Building a npm package containing the classifier

MatthiasBaur commented 8 years ago

Hello Team! In the meeting today we decided to move on to building the npm package. Here is a outline for what has to be done:

[x] Choose the classifier
[x] Choose subset of attributes
[x] Choose size of dataset to use (also: timeframe)
[x] Choose classifier to use
[x] Build npm package
[ ] Clean up Code
[x] Remove attributes we don't need
[x] Provide API for pokemon prediction
[x] Include classifier as java import
[x] Include functionality to predict for given lat/lon
[x] Include API requests for getting the amount of data we need (see bulletin above)

Some additional information: The classifier bulletins are almost done, the final test is running over night. We did the final reduction today and now the weather feature is excluded alongside a bunch of other stuff. I will reference the final features here shortly. This means that the whole npm stuff can and should be kicked off. @Aurel-Roci and @bensLine the design will fall to you as you have the most experience. Create the issues that arrive so we can tackle them. We discussed a whole lot during the meeting, so I probably forgot some points. Please ask here so the answers are public. I will reference two other issues here shortly for the output of the predictions and the classifier results.

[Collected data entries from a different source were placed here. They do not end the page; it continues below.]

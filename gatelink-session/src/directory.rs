use std::collections::HashMap;
use std::sync::Arc;

use gatelink_core::{CoreError, CoreResult, FlightCode, SessionContext};
use gatelink_store::app_config::FeedConfig;
use gatelink_store::{DocumentStore, Query, WriteValue};
use serde_json::json;

use crate::feed::SessionFeed;
use crate::models::{fields, SessionHandle, SESSIONS};

/// Create-or-join resolution over the `sessions` collection.
pub struct SessionDirectory {
    store: Arc<dyn DocumentStore>,
    session_window: usize,
}

impl SessionDirectory {
    pub fn new(store: Arc<dyn DocumentStore>) -> Self {
        Self::with_config(store, &FeedConfig::default())
    }

    pub fn with_config(store: Arc<dyn DocumentStore>, feeds: &FeedConfig) -> Self {
        Self {
            store,
            session_window: feeds.session_window,
        }
    }

    /// Create a fresh session for a flight, owned by the caller.
    ///
    /// Deliberately no uniqueness check against existing sessions: two
    /// devices creating for the same flight at once each get their own
    /// session, and joiners resolve to the newest active one. Enforcing a
    /// single session per code would need a compare-and-swap on a
    /// code-index document and is traded away for availability.
    pub async fn create_session(
        &self,
        ctx: &SessionContext,
        raw_code: &str,
    ) -> CoreResult<SessionHandle> {
        let code = FlightCode::parse(raw_code)?;

        let mut writes = HashMap::new();
        writes.insert(
            fields::FLIGHT_CODE.to_string(),
            WriteValue::Value(json!(code.as_str())),
        );
        writes.insert(
            fields::OWNER_UID.to_string(),
            WriteValue::Value(json!(ctx.uid())),
        );
        writes.insert(
            fields::MEMBERS.to_string(),
            WriteValue::Value(json!([ctx.uid()])),
        );
        writes.insert(fields::ACTIVE.to_string(), WriteValue::Value(json!(true)));
        writes.insert(fields::CREATED_AT.to_string(), WriteValue::ServerTimestamp);
        writes.insert(fields::UPDATED_AT.to_string(), WriteValue::ServerTimestamp);

        let session_id = self.store.create(SESSIONS, writes).await?;
        tracing::info!("Session {} created for flight {}", session_id, code);

        Ok(SessionHandle {
            session_id,
            flight_code: code,
        })
    }

    /// Join the most recently created active session for a flight.
    ///
    /// Membership is added via atomic set-union, so concurrent joiners
    /// never lose each other's writes and re-joining is a no-op.
    pub async fn join_session(
        &self,
        ctx: &SessionContext,
        raw_code: &str,
    ) -> CoreResult<SessionHandle> {
        let code = FlightCode::parse(raw_code)?;

        let query = Query::collection(SESSIONS)
            .filter_eq(fields::FLIGHT_CODE, json!(code.as_str()))
            .filter_eq(fields::ACTIVE, json!(true))
            .order_by_desc(fields::CREATED_AT)
            .limit(1);
        let candidate = self
            .store
            .find(&query)
            .await?
            .into_iter()
            .next()
            .ok_or_else(|| CoreError::NoActiveSession(code.as_str().to_string()))?;

        let mut writes = HashMap::new();
        writes.insert(
            fields::MEMBERS.to_string(),
            WriteValue::ArrayUnion(vec![json!(ctx.uid())]),
        );
        writes.insert(fields::UPDATED_AT.to_string(), WriteValue::ServerTimestamp);
        self.store.update(SESSIONS, &candidate.id, writes).await?;

        tracing::info!("User {} joined session {} ({})", ctx.uid(), candidate.id, code);
        Ok(SessionHandle {
            session_id: candidate.id,
            flight_code: code,
        })
    }

    /// Live feed of the caller's active sessions, newest first, capped at
    /// the configured window. Used to resume a session after restart.
    pub async fn my_sessions(&self, ctx: &SessionContext) -> CoreResult<SessionFeed> {
        let query = Query::collection(SESSIONS)
            .filter_eq(fields::ACTIVE, json!(true))
            .array_contains(fields::MEMBERS, json!(ctx.uid()))
            .order_by_desc(fields::CREATED_AT)
            .limit(self.session_window);
        let feed = self.store.subscribe(query).await?;
        Ok(SessionFeed::new(feed))
    }
}
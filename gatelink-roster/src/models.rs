use chrono::{DateTime, Utc};
use gatelink_store::{Document, StoreError};
use serde::{Deserialize, Serialize};

pub mod fields {
    pub const NAME: &str = "name";
    pub const SEAT: &str = "seat";
    pub const BOARDED_BY: &str = "boarded_by";
    pub const SOURCE: &str = "source";
    pub const CREATED_AT: &str = "created_at";
}

/// Subcollection path for a session's roster.
pub fn pax_collection(session_id: &str) -> String {
    format!("sessions/{}/pax", session_id)
}

/// How a boarding record came to be. Informational only; both paths funnel
/// through the same append.
#[derive(Debug, Clone, Copy, PartialEq, Eq, Serialize, Deserialize)]
#[serde(rename_all = "lowercase")]
pub enum PaxSource {
    Scan,
    Manual,
}

impl PaxSource {
    /// Wire tag as stored in the document.
    pub fn as_str(self) -> &'static str {
        match self {
            PaxSource::Scan => "scan",
            PaxSource::Manual => "manual",
        }
    }

    fn from_tag(tag: &str) -> Option<Self> {
        match tag {
            "scan" => Some(PaxSource::Scan),
            "manual" => Some(PaxSource::Manual),
            _ => None,
        }
    }
}

/// One boarded passenger. Created exactly once, never mutated or deleted.
#[derive(Debug, Clone, Serialize, Deserialize)]
pub struct PaxRecord {
    pub id: String,
    pub name: String,
    pub seat: String,
    pub boarded_by: String,
    pub source: PaxSource,
    pub created_at: DateTime<Utc>,
}

impl PaxRecord {
    pub fn from_document(doc: &Document) -> Result<Self, StoreError> {
        let malformed = |what: &str| StoreError::Malformed(doc.id.clone(), what.to_string());

        Ok(Self {
            id: doc.id.clone(),
            name: doc
                .str_field(fields::NAME)
                .ok_or_else(|| malformed("missing name"))?
                .to_string(),
            seat: doc
                .str_field(fields::SEAT)
                .ok_or_else(|| malformed("missing seat"))?
                .to_string(),
            boarded_by: doc
                .str_field(fields::BOARDED_BY)
                .ok_or_else(|| malformed("missing boarded_by"))?
                .to_string(),
            source: doc
                .str_field(fields::SOURCE)
                .and_then(PaxSource::from_tag)
                .ok_or_else(|| malformed("bad source tag"))?,
            created_at: doc
                .timestamp_field(fields::CREATED_AT)
                .ok_or_else(|| malformed("missing created_at"))?,
        })
    }
}
use gatelink_store::SnapshotFeed;

use crate::models::Session;

/// Typed live view over the caller's sessions.
///
/// Each delivery is the full current result set and replaces the previous
/// one; consumers diff locally if they want incremental updates. Dropping
/// the feed cancels the subscription.
pub struct SessionFeed {
    inner: Box<dyn SnapshotFeed>,
}

impl SessionFeed {
    pub(crate) fn new(inner: Box<dyn SnapshotFeed>) -> Self {
        Self { inner }
    }

    /// Next whole snapshot, or `None` once the store has shut down.
    /// Documents that fail to map are dropped from the snapshot with a
    /// warning rather than poisoning the feed.
    pub async fn next(&mut self) -> Option<Vec<Session>> {
        let docs = self.inner.next().await?;
        let sessions = docs
            .iter()
            .filter_map(|doc| match Session::from_document(doc) {
                Ok(session) => Some(session),
                Err(err) => {
                    tracing::warn!("Skipping malformed session document: {}", err);
                    None
                }
            })
            .collect();
        Some(sessions)
    }
}
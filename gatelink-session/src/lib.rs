pub mod directory;
pub mod feed;
pub mod models;

pub use directory::SessionDirectory;
pub use feed::SessionFeed;
pub use models::{Session, SessionHandle, SESSIONS};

Happy coding :smile: Matthias

MatthiasBaur commented 8 years ago

Attribute Selection: #62 Prediction Format: #61

sacdallago commented 8 years ago

Likeey likey this issue

bensLine commented 8 years ago

Hey guys, thanks for the big update @MatthiasBaur ! I was on holidays over the long weekend, so here are few questions now :)

Choose the classifier

all those points will be decided in #62, correct?

Include classifier as java import

so we should use weka in JS? here is a npm package for that https://www.npmjs.com/package/node-weka. is this what you meant?

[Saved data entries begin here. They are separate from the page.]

//! Spread Factor Model
//!
//! Maps terrain classification codes and weather to dimensionless spread
//! multipliers. The engine combines them multiplicatively into a rate of
//! spread (ROS) score and converts distance to travel time with it.
//!
//! # Code Tables
//!
//! Forest-type (fuel class) codes from the national forest type map:
//! - Code 1: Coniferous forest
//! - Code 2: Broadleaf forest
//! - Code 3: Mixed forest
//! - Code 4: Bamboo
//!
//! Soil topographic groups and soil drainage codes follow the national soil
//! survey. Water bodies, urban land and similar covers are non-combustible.
//!
//! Every function here is pure: identical inputs give bit-identical outputs.

use crate::core_types::units::{Degrees, Kilometers, MetersPerSecond, Percent, Seconds};

/// Nominal spacing of the survey grid; jumps are measured in these units
pub const ONE_GRID_UNIT_KM: f64 = 1.2;

/// Burn duration per point of fuel score
pub const BURNOUT_SECONDS_PER_FUEL: f64 = 1200.0;

/// Forest type derived from the fuel class code
#[derive(Debug, Clone, Copy, PartialEq, Eq, Hash)]
pub enum ForestType {
    /// Coniferous forest (pine, larch): resinous, highest fuel load
    Conifer,
    /// Mixed conifer and broadleaf
    Mixed,
    /// Broadleaf forest
    Broadleaf,
    /// Bamboo stands
    Bamboo,
}

impl ForestType {
    /// Parse a fuel class code; unknown codes map to `None`
    pub fn from_code(code: &str) -> Option<Self> {
        match code {
            "1" => Some(Self::Conifer),
            "2" => Some(Self::Broadleaf),
            "3" => Some(Self::Mixed),
            "4" => Some(Self::Bamboo),
            _ => None,
        }
    }

    /// Fuel score of this forest type (higher burns faster and longer)
    pub const fn fuel_score(self) -> f64 {
        match self {
            Self::Conifer => 5.0,
            Self::Mixed => 4.0,
            Self::Broadleaf => 3.0,
            Self::Bamboo => 2.0,
        }
    }
}

/// Terrain class derived from the soil topographic group code
#[derive(Debug, Clone, Copy, PartialEq, Eq, Hash)]
pub enum TerrainClass {
    /// Mountain and hill slopes where fire runs upslope
    Uphill,
    /// Foot slopes and fans where spread is penalized
    Downhill,
    /// Flat alluvial plain
    Flat,
    /// Unmapped group
    Neutral,
}

impl TerrainClass {
    /// Classify a slope group code (absent codes are neutral)
    pub fn from_code(code: Option<&str>) -> Self {
        match code {
            Some("01" | "02" | "03" | "08" | "12") => Self::Uphill,
            Some("04" | "05" | "06" | "07" | "11") => Self::Downhill,
            Some("10") => Self::Flat,
            _ => Self::Neutral,
        }
    }

    /// Spread multiplier for this class
    pub const fn factor(self) -> f64 {
        match self {
            Self::Uphill => 1.5,
            Self::Downhill => 0.8,
            Self::Flat => 0.5,
            Self::Neutral => 1.0,
        }
    }
}

/// Soil drainage class derived from the soil drainage code
#[derive(Debug, Clone, Copy, PartialEq, Eq, Hash)]
pub enum SoilDrainage {
    /// Dry, well-drained soils
    WellDrained,
    /// Wet, poorly-drained soils
    PoorlyDrained,
    /// Water, urban and other land covers that cannot burn
    NonCombustible,
    /// Absent or unmapped code
    Unclassified,
}

impl SoilDrainage {
    /// Classify a soil drainage code
    pub fn from_code(code: Option<&str>) -> Self {
        match code {
            Some(
                "01" | "02" | "05" | "06" | "07" | "08" | "09" | "10" | "11" | "13" | "14" | "15"
                | "16" | "17" | "18" | "19" | "23" | "24",
            ) => Self::WellDrained,
            Some("03" | "12" | "20") => Self::PoorlyDrained,
            Some("82" | "91" | "92" | "93" | "94" | "95" | "97" | "99" | "27" | "28" | "29") => {
                Self::NonCombustible
            }
            _ => Self::Unclassified,
        }
    }
}

/// Fuel score for a fuel class code
///
/// Zero means non-flammable: fire never spreads into such a point.
pub fn fuel_score(fuel_class: Option<&str>) -> f64 {
    fuel_class
        .and_then(ForestType::from_code)
        .map_or(0.0, ForestType::fuel_score)
}

/// Slope multiplier for a soil topographic group code
pub fn slope_factor(slope_code: Option<&str>) -> f64 {
    TerrainClass::from_code(slope_code).factor()
}

/// Base dryness multiplier from relative humidity alone
fn humidity_band_factor(humidity: Percent) -> f64 {
    let h = *humidity;
    if h < 35.0 {
        1.5
    } else if h < 50.0 {
        1.2
    } else if h > 80.0 {
        0.4
    } else if h > 70.0 {
        0.6
    } else {
        1.0
    }
}

/// Dryness multiplier from soil drainage and humidity
///
/// Non-combustible land cover yields exactly zero regardless of humidity.
pub fn moisture_factor(soil_code: Option<&str>, humidity: Percent) -> f64 {
    let base = humidity_band_factor(humidity);
    match SoilDrainage::from_code(soil_code) {
        SoilDrainage::WellDrained => base * 1.2,
        SoilDrainage::PoorlyDrained => base * 0.8,
        SoilDrainage::NonCombustible => 0.0,
        SoilDrainage::Unclassified => base,
    }
}

/// Wind multiplier for spread along `bearing`
///
/// The wind direction is compared with the spread bearing as given; a
/// difference under 45° counts as wind-aligned spread.
pub fn wind_factor(wind_speed: MetersPerSecond, wind_direction: Degrees, bearing: Degrees) -> f64 {
    let angle_diff = *wind_direction.angular_difference(bearing);
    let factor = if angle_diff < 45.0 {
        1.0 + *wind_speed / 4.0
    } else if angle_diff < 90.0 {
        1.0 + *wind_speed / 8.0
    } else {
        1.0
    };
    factor.max(0.5)
}

/// How long a point burns once ignited
///
/// # Arguments
/// * `fuel_score` - Fuel score of the burning point
/// * `humidity` - Relative humidity of the run
/// * `jump` - Distance from the igniting predecessor (zero for the origin)
///
/// Embers that crossed two or more grid units burn out faster, by a factor
/// of `jump_units - 1`.
pub fn burnout_duration(fuel_score: f64, humidity: Percent, jump: Kilometers) -> Seconds {
    let mut duration = fuel_score * BURNOUT_SECONDS_PER_FUEL;

    if *humidity > 80.0 {
        duration *= 0.5;
    } else if *humidity > 70.0 {
        duration *= 0.7;
    }

    let jump_units = *jump / ONE_GRID_UNIT_KM;
    if jump_units >= 2.0 {
        duration /= (jump_units - 1.0).max(1.0);
    }

    Seconds::new(duration)
}

#[cfg(test)]
mod tests {
    use super::*;
    use approx::assert_relative_eq;

    #[test]
    fn test_fuel_score_table() {
        assert_eq!(fuel_score(Some("1")), 5.0);
        assert_eq!(fuel_score(Some("3")), 4.0);
        assert_eq!(fuel_score(Some("2")), 3.0);
        assert_eq!(fuel_score(Some("4")), 2.0);
        assert_eq!(fuel_score(Some("9")), 0.0);
        assert_eq!(fuel_score(None), 0.0);
    }

    #[test]
    fn test_slope_groups() {
        for code in ["01", "02", "03", "08", "12"] {
            assert_eq!(slope_factor(Some(code)), 1.5, "uphill code {code}");
        }
        for code in ["04", "05", "06", "07", "11"] {
            assert_eq!(slope_factor(Some(code)), 0.8, "downhill code {code}");
        }
        assert_eq!(slope_factor(Some("10")), 0.5);
        assert_eq!(slope_factor(Some("09")), 1.0);
        assert_eq!(slope_factor(None), 1.0);
    }

    #[test]
    fn test_humidity_bands() {
        let cases = [
            (20.0, 1.5),
            (35.0, 1.2),
            (49.9, 1.2),
            (50.0, 1.0),
            (70.0, 1.0),
            (75.0, 0.6),
            (80.0, 0.6),
            (85.0, 0.4),
        ];
        for (humidity, expected) in cases {
            assert_eq!(
                moisture_factor(None, Percent::new(humidity)),
                expected,
                "humidity {humidity}"
            );
        }
    }

    #[test]
    fn test_soil_drainage_scaling() {
        let humidity = Percent::new(30.0);
        assert_relative_eq!(moisture_factor(Some("01"), humidity), 1.8);
        assert_relative_eq!(moisture_factor(Some("20"), humidity), 1.2);
        assert_eq!(moisture_factor(Some("42"), humidity), 1.5);
    }

    #[test]
    fn test_non_combustible_soil_is_exactly_zero() {
        for code in ["82", "91", "92", "93", "94", "95", "97", "99", "27", "28", "29"] {
            for humidity in [10.0, 50.0, 95.0] {
                assert_eq!(moisture_factor(Some(code), Percent::new(humidity)), 0.0);
            }
        }
    }

    #[test]
    fn test_wind_alignment_bands() {
        let speed = MetersPerSecond::new(8.0);
        let direction = Degrees::new(90.0);

        assert_eq!(wind_factor(speed, direction, Degrees::new(100.0)), 3.0);
        assert_eq!(wind_factor(speed, direction, Degrees::new(150.0)), 2.0);
        assert_eq!(wind_factor(speed, direction, Degrees::new(-90.0)), 1.0);
        // Alignment wraps across north
        assert_eq!(
            wind_factor(speed, Degrees::new(350.0), Degrees::new(10.0)),
            3.0
        );
    }

    #[test]
    fn test_wind_factor_calm_and_floor() {
        assert_eq!(
            wind_factor(MetersPerSecond::new(0.0), Degrees::new(0.0), Degrees::new(0.0)),
            1.0
        );
        // A negative reading from a faulty sensor cannot drop below the floor
        assert_eq!(
            wind_factor(MetersPerSecond::new(-10.0), Degrees::new(0.0), Degrees::new(0.0)),
            0.5
        );
    }

    #[test]
    fn test_burnout_base_and_humidity_penalty() {
        let none = Kilometers::new(0.0);
        assert_eq!(*burnout_duration(5.0, Percent::new(50.0), none), 6000.0);
        assert_relative_eq!(*burnout_duration(5.0, Percent::new(75.0), none), 4200.0);
        assert_eq!(*burnout_duration(5.0, Percent::new(90.0), none), 3000.0);
        assert_eq!(*burnout_duration(0.0, Percent::new(50.0), none), 0.0);
    }

    #[test]
    fn test_burnout_jump_penalty() {
        let humidity = Percent::new(50.0);
        // Under two grid units: no penalty
        assert_eq!(*burnout_duration(5.0, humidity, Kilometers::new(2.0)), 6000.0);
        // Exactly two units: divisor max(1, 1) = 1
        assert_eq!(*burnout_duration(5.0, humidity, Kilometers::new(2.4)), 6000.0);
        // Four units: divisor 3
        assert_relative_eq!(
            *burnout_duration(5.0, humidity, Kilometers::new(4.8)),
            2000.0,
            max_relative = 1e-12
        );
    }
}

Then there are several points about the API which are discussed in #44 and #61

Include functionality to predict for given lat/lon Provide API for pokemon prediction Include API requests for getting the amount of data we need

What about the training of the classifier? do we use one model or do we retrain a model every hour or ... did you decide already anything about that? @goldbergtatyana @MatthiasBaur

Other than that, I'll start cleaning up the repo and so on when the attributes are selected in #62 and add the weka classifier and an internal interface for @Aurel-Roci "to predict for given lat/lon". And Aurel provides this data through the API as discussed in #44. Please correct me if I'm wrong :)

MatthiasBaur commented 8 years ago

Morning,

Choose the classifier

Yes.

Include classifier as java import

Check these: https://weka.wikispaces.com/Programmatic+Use https://weka.wikispaces.com/Use+WEKA+in+your+Java+code

Include functionality to predict for given lat/lon Provide API for pokemon prediction Include API requests for getting the amount of data we need

We train the classifier at intervals. Which interval will probably depend on the machine the package is running on.

TatyanaGoldberg commented 8 years ago

We dont need to train a classifer per se. All we will do is passing a training file and a test file to the weka package (a java call) and this we will do every time a user opens an app or gets to the edge of the 9*9 gitter.

MatthiasBaur commented 8 years ago

Training file == .arff file? But that means we have ~0.1 seconds computation every time a call is made.

TatyanaGoldberg commented 8 years ago

yes training file and test file are two arff files. 0.1 seconds is not much, i.e. acceptable, no?

MatthiasBaur commented 8 years ago

I don't think that will work. Or to put it another way: It would be saver to train the network at regular intervals. That way we won't have any problems when there are peaks. And we won't lose performance on the classifier.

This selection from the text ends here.